In one of her earlier bodies of work, "My Idyllic Marriage," the artist Wendy Nanan sought to come to terms with her home country of Trinidad as a place of "the intermingling of cultures." Nanan says, "Here in Trinidad we have La Divina Pastora, a very dark image that Indians worship. But what is so interesting about La Divina is that Hindus and Catholics share her, as well." What the artist would end up doing is taking two statues that are venerated by two different religious traditions and encasing them in their own house so that they could learn to live together. "That, for me, is the reality of what it means to be Trinidadian," the artist says.
Finding one's place and claiming that place are central to the work that Nanan does. Nanan was born into an Indian family in Port of Spain, the capital city of Trinidad, where her father was a businessman and her mother worked alongside him in the business. She has four brothers and three sisters, all of whom would go on to attend university. Nanan admits that while growing up, her father did not know much about art. But that did not prevent him from encouraging his daughter's artistic leanings. "My father would sit outside and wait for me as I walked around in museums," she says.
In high school Nanan would be introduced to a new art teacher from England who, she says, "opened my eyes" to art and encouraged her to think broadly about it. After finishing high school she went on to do a bachelor's degree in England before returning to Trinidad to settle down and work. "When I came back to Trinidad from England I really struggled a lot as an artist and a person," she tells me. "I struggled to understand where I fit in the society, but I also struggled as an artist. Our art traditions are large enough, I believe, to encompass everyone, but it seemed that there was a preference for naïve/touristic kinds of work as opposed to the more trained and contemporary works that I was doing. Unfortunately, I think that this spilt still exists in our society, and it is very unfortunate."
If Nanan struggled because of the more trained work that she was doing, she also struggled in her society by being an Indian woman artist. "People just weren't used to it back when I was leaving high school in the 1960s," she told me. "People just weren't used to a young Indian woman working on murals or making art.

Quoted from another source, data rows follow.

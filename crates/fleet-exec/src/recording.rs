use std::sync::{Mutex, MutexGuard};

use async_trait::async_trait;

use crate::error::ExecError;
use crate::gateway::RemoteExec;
use crate::target::Target;

/// One captured dispatch.
#[derive(Debug, Clone, PartialEq, Eq)]
pub struct Dispatch {
    pub target: String,
    pub command: String,
    /// False when the dispatch was refused by failure injection.
    pub delivered: bool,
}

impl Dispatch {
    /// Script file name of the command, e.g. `add_fwrule.sh`.
    pub fn script(&self) -> &str {
        let first = self.command.split_whitespace().next().unwrap_or("");
        first.rsplit('/').next().unwrap_or(first)
    }

    /// The quoted positional arguments, unquoted.
    pub fn args(&self) -> Vec<String> {
        let line = self.command.lines().next().unwrap_or("");
        let mut args = Vec::new();
        let mut rest = line;
        while let Some(start) = rest.find('\'') {
            let after = &rest[start + 1..];
            let Some(end) = after.find('\'') else {
                break;
            };
            args.push(after[..end].to_string());
            rest = &after[end + 1..];
        }
        args
    }

    /// The heredoc JSON payload, if any.
    pub fn payload(&self) -> Option<serde_json::Value> {
        let (_, body) = self.command.split_once("<<EOF\n")?;
        let body = body.strip_suffix("\nEOF")?;
        serde_json::from_str(body).ok()
    }
}

/// Captures dispatches instead of sending them, used by `fleetctl replay`
/// and tests. Scripts can be made to fail to exercise dispatch errors.
#[derive(Debug, Default)]
pub struct RecordingGateway {
    dispatches: Mutex<Vec<Dispatch>>,
    failing: Mutex<Vec<String>>,
}

fn lock<T>(m: &Mutex<T>) -> MutexGuard<'_, T> {
    m.lock().unwrap_or_else(|poisoned| poisoned.into_inner())
}

impl RecordingGateway {
    pub fn new() -> Self {
        Self::default()
    }

    /// Refuse every later dispatch of this script (`"*"` for all scripts).
    pub fn fail_script(&self, script: &str) {
        lock(&self.failing).push(script.to_string());
    }

    pub fn dispatches(&self) -> Vec<Dispatch> {
        lock(&self.dispatches).clone()
    }

    /// Dispatches of one script.
    pub fn of_script(&self, script: &str) -> Vec<Dispatch> {
        lock(&self.dispatches)
            .iter()
            .filter(|d| d.script() == script)
            .cloned()
            .collect()
    }

    pub fn clear(&self) {
        lock(&self.dispatches).clear();
    }
}

#[async_trait]
impl RemoteExec for RecordingGateway {
    async fn execute(&self, target: &Target, command: &str) -> Result<(), ExecError> {
        let mut dispatch = Dispatch {
            target: target.to_string(),
            command: command.to_string(),
            delivered: true,
        };
        let script = dispatch.script().to_string();
        let refused = lock(&self.failing)
            .iter()
            .any(|s| s == "*" || *s == script);
        dispatch.delivered = !refused;
        lock(&self.dispatches).push(dispatch);
        if refused {
            return Err(ExecError::Refused(script));
        }
        Ok(())
    }
}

Because of this I was always seen as strange, and it was not that I was even the first Indian woman artist in Trinidad! For me the struggle was many-fold because I had to struggle to say who I am in a colonial place, and there were class restrictions as well. If you were a middle-class person - a middle-class woman - you should have certain goals of wanting to get married and raising a family, which were never my goals. Instead, I was very focused on trying to understand the place that I call home."
In that regard, one event that particularly stood out for her happened when the West Indies cricket team beat England's cricket team in a match. It seemed to Nanan that the slaves had taken over the master's game and she found herself going to cricket matches at the Oval, where she started doing a series of drawings that would morph into automatic drawings, drawing the cricket scenes without looking at the paper or the ink before her, but instead keeping her eyes focused solely on the game. "I think that was perhaps the best work I have ever done," the artist says. "Those cricket drawings. I developed a way of drawing without thinking. My hand just drew what I saw. I gave my mind up, my thought process up, and I just flowed with the process."
All the while she was working hard to break into what she calls the "all-boys system of buyers and collectors and government people responsible for collecting art on the island of Trinidad."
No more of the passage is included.